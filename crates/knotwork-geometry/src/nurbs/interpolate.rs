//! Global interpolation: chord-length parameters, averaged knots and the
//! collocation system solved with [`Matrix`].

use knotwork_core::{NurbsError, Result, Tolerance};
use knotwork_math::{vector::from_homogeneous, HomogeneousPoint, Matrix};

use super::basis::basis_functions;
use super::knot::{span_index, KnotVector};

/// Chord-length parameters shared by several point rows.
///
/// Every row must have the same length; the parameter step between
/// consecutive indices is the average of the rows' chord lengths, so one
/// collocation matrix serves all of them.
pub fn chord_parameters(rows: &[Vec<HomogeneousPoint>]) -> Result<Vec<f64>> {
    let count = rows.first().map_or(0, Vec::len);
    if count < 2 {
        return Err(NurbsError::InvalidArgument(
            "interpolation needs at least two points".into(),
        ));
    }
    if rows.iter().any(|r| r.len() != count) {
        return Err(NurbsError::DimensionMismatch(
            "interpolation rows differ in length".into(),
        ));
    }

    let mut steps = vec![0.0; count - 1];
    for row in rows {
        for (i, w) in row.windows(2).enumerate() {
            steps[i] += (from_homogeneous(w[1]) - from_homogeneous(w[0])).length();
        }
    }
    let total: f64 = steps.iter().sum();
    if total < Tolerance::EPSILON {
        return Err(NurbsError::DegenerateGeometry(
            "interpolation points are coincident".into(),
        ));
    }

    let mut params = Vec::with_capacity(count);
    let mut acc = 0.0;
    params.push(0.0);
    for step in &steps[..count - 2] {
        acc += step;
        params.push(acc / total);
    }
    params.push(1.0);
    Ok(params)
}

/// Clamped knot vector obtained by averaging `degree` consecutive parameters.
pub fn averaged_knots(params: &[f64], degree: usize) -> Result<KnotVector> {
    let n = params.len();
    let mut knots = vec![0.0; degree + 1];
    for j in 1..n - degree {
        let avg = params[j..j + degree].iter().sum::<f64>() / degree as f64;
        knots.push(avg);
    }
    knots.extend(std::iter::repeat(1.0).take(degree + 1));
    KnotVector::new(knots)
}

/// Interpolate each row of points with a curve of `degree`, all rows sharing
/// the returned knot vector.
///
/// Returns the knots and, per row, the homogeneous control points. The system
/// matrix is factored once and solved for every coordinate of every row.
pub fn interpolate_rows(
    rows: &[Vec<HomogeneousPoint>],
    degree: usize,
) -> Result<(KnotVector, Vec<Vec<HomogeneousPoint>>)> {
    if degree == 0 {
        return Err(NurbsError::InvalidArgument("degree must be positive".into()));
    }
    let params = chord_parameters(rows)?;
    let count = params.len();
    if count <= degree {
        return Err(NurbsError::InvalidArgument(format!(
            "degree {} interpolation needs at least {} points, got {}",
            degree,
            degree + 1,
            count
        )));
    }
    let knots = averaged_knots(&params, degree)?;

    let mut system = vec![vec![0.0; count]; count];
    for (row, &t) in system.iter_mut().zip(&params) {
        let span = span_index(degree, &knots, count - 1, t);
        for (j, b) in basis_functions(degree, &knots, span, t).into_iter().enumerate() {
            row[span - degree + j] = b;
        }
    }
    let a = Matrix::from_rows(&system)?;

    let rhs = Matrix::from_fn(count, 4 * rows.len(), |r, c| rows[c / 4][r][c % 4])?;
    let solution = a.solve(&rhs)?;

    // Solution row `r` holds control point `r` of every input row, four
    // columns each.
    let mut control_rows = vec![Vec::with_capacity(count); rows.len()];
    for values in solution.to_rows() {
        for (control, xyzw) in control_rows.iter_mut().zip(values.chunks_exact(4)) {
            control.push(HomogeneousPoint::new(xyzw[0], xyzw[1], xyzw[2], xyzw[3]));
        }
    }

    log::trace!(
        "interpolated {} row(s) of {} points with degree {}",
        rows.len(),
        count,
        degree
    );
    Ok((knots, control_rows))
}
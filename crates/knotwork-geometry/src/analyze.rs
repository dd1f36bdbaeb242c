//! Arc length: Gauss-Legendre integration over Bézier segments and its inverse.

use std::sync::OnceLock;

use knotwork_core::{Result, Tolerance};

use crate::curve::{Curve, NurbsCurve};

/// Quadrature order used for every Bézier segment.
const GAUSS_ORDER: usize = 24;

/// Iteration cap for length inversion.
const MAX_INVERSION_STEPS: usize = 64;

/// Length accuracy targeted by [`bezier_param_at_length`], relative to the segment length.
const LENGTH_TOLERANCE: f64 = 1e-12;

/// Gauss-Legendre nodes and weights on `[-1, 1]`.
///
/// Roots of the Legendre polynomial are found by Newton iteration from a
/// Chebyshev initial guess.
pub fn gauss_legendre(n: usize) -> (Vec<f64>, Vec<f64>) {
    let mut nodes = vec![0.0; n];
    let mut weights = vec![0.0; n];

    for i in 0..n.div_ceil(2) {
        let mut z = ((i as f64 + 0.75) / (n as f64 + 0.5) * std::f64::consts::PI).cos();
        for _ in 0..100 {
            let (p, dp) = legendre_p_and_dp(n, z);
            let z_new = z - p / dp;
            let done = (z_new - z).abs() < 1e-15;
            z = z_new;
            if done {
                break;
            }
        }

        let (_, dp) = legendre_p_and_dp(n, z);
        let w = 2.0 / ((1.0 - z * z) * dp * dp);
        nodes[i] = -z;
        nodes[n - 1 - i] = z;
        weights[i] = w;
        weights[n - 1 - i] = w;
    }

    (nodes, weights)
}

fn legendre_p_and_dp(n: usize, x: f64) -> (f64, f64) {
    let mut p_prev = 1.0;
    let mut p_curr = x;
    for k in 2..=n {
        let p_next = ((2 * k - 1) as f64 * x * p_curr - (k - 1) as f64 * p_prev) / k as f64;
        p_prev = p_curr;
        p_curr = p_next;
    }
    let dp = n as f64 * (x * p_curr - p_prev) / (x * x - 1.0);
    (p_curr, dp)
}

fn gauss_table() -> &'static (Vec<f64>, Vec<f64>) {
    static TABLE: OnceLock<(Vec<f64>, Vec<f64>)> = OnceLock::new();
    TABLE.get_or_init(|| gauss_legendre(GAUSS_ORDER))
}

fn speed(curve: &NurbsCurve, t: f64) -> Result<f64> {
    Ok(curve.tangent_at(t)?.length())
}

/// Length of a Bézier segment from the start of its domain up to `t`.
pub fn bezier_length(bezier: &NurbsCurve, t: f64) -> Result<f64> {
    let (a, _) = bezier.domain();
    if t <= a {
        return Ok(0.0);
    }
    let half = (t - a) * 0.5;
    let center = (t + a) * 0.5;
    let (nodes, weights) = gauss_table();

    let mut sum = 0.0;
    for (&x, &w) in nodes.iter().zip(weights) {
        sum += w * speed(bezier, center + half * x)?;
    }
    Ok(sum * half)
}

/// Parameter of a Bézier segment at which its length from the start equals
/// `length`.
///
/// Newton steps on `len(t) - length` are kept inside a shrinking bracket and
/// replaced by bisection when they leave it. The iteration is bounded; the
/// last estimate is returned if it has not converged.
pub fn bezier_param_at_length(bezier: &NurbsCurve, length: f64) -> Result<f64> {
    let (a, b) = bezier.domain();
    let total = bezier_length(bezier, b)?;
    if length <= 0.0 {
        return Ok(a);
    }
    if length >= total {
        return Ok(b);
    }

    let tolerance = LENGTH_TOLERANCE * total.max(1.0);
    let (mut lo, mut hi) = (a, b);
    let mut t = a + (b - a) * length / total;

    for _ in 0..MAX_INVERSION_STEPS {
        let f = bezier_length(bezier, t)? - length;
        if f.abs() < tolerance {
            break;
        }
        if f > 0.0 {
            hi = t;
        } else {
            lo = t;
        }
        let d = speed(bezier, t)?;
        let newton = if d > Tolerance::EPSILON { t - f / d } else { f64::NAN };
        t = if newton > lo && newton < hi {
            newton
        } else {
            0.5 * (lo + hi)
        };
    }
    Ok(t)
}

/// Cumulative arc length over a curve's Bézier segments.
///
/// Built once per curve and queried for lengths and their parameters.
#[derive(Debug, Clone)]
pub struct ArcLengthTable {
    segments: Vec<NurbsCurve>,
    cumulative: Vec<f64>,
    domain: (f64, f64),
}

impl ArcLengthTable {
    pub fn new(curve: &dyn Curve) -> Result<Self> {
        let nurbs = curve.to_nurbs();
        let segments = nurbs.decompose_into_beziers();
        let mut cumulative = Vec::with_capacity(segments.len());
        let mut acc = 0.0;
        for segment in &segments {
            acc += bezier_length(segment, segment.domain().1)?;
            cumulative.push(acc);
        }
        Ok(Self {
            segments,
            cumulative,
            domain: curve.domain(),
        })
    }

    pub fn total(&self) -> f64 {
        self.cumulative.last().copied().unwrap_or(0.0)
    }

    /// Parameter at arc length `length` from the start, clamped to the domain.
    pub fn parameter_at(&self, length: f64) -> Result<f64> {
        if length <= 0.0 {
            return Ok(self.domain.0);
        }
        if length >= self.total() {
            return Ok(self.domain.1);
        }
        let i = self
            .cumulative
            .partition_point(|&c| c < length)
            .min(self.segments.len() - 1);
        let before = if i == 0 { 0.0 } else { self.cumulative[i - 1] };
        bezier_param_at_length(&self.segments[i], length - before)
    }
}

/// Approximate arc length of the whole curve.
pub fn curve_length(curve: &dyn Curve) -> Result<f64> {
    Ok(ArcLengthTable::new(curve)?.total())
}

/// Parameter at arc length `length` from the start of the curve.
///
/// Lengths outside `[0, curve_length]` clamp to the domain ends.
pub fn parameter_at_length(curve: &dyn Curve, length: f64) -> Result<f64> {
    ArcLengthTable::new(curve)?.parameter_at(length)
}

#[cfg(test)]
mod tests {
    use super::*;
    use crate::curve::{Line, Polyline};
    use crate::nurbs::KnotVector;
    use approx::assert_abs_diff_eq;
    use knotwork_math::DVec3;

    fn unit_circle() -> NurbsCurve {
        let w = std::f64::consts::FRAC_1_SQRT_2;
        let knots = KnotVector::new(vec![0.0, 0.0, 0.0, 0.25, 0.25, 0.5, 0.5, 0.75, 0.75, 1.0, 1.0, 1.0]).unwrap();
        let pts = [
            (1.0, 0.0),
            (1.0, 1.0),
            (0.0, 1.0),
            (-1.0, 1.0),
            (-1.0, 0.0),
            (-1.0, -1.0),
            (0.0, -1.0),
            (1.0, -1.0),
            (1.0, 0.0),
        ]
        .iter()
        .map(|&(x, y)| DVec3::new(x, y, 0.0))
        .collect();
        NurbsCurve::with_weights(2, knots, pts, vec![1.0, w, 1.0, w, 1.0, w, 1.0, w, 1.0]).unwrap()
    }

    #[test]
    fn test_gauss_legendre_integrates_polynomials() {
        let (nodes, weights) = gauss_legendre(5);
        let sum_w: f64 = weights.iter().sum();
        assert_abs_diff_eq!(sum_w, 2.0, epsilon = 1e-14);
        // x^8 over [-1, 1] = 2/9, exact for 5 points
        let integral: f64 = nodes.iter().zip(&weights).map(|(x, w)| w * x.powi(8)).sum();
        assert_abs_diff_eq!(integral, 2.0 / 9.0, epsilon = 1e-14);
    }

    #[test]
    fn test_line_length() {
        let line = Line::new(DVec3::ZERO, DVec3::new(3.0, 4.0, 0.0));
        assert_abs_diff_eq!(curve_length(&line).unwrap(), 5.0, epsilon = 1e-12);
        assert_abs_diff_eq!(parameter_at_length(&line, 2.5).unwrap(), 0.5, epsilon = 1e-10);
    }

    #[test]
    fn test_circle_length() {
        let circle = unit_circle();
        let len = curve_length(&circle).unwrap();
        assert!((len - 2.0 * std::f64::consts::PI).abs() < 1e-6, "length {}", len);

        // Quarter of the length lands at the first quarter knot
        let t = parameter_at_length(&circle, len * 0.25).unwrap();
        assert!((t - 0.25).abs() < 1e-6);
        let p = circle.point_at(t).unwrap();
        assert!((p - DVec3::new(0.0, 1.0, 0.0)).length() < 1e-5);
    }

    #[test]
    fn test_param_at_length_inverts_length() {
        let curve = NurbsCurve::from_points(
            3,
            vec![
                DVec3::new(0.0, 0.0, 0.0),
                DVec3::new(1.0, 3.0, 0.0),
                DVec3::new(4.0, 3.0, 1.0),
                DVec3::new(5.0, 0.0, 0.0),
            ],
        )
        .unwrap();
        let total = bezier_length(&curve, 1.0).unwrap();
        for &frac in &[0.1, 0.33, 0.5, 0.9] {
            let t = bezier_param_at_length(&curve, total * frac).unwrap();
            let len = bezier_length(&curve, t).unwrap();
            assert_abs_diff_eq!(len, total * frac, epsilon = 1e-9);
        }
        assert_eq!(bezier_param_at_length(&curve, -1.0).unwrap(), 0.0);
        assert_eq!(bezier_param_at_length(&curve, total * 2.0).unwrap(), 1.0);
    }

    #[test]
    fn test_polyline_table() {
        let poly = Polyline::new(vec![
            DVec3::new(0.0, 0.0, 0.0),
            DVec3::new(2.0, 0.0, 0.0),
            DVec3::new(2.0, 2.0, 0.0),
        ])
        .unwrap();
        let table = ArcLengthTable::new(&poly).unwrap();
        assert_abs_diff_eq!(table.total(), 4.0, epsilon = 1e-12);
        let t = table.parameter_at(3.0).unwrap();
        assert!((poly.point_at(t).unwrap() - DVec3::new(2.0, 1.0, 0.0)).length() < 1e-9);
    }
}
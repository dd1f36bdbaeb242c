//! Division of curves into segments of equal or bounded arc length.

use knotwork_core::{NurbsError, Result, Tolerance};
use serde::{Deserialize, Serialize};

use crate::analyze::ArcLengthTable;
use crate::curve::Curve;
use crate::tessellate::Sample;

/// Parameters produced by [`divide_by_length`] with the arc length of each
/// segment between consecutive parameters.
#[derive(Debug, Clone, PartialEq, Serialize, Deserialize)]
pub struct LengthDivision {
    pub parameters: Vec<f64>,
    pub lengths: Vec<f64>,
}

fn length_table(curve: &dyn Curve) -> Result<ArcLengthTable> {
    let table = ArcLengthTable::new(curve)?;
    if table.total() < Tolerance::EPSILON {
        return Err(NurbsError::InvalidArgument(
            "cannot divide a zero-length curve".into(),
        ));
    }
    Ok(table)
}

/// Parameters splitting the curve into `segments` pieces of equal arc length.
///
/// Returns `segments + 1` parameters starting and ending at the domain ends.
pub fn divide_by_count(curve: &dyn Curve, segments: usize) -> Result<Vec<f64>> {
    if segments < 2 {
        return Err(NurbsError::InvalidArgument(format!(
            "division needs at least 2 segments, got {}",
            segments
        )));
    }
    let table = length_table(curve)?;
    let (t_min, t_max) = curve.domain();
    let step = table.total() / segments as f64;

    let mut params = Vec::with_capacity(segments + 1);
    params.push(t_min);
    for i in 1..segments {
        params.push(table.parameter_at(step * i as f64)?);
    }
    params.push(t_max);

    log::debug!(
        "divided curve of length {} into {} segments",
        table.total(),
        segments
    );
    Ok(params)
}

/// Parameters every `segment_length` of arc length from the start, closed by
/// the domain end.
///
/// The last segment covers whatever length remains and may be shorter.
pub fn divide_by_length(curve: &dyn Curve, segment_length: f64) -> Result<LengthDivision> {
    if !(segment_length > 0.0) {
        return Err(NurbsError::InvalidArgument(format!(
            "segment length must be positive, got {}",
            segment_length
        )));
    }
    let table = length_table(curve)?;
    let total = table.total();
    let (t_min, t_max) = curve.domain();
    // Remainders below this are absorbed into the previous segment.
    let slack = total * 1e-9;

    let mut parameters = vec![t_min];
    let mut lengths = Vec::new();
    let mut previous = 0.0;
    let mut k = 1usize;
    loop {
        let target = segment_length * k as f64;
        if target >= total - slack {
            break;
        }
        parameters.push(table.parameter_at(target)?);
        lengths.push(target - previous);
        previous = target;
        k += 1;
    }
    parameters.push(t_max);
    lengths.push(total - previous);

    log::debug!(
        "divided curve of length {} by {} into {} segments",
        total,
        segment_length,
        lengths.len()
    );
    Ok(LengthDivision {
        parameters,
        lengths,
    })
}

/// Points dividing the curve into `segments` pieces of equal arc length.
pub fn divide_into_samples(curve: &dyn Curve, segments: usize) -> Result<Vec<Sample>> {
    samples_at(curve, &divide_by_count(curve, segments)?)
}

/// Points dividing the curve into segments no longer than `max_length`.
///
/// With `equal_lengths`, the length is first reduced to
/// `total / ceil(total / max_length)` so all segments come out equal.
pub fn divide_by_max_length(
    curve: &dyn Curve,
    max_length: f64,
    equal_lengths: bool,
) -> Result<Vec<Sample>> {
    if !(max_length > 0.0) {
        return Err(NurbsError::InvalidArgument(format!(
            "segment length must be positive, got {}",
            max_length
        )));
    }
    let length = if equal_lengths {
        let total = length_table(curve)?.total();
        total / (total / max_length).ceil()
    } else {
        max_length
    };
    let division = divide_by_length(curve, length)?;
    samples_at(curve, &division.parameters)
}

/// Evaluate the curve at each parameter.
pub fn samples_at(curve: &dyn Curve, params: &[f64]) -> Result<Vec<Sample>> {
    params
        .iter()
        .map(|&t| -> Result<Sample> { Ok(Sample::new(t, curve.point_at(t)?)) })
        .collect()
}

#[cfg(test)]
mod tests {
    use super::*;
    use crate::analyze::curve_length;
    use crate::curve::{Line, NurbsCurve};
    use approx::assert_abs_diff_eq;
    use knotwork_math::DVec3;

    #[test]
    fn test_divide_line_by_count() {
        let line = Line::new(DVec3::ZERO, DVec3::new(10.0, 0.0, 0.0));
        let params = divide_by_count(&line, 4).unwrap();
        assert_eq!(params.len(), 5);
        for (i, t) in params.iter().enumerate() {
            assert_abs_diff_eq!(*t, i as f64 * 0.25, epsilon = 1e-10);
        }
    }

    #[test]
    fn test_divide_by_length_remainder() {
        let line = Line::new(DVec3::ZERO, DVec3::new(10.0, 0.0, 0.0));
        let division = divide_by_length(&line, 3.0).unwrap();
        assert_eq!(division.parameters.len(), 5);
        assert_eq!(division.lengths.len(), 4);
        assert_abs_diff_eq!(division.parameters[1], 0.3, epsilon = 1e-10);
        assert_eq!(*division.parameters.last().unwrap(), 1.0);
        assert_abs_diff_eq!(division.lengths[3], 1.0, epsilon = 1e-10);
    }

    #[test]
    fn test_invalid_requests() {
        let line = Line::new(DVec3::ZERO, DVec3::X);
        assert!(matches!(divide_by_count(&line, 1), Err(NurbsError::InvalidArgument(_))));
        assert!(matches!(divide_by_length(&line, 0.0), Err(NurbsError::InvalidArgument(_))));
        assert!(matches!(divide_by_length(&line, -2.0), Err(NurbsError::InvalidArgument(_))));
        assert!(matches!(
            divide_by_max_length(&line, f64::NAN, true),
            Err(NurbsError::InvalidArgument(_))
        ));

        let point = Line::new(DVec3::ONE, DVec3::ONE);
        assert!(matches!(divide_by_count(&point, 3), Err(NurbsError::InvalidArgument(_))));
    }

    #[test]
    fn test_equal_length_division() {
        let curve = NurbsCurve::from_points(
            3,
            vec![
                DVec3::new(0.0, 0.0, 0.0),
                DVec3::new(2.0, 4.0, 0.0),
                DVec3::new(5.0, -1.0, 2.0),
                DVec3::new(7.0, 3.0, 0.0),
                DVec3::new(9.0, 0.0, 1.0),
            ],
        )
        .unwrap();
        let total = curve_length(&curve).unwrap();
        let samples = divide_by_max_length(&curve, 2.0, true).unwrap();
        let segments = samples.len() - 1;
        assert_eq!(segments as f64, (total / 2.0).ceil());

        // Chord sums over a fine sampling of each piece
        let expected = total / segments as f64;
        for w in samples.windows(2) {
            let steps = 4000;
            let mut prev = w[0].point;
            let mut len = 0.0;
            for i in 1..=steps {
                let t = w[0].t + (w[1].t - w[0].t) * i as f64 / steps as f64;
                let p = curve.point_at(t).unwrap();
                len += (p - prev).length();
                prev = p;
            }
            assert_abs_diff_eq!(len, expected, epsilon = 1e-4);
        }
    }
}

Instructions for the task: Show all lines in the preceding material that have "center" in them.

Reply:
    let center = (t + a) * 0.5;
        sum += w * speed(bezier, center + half * x)?;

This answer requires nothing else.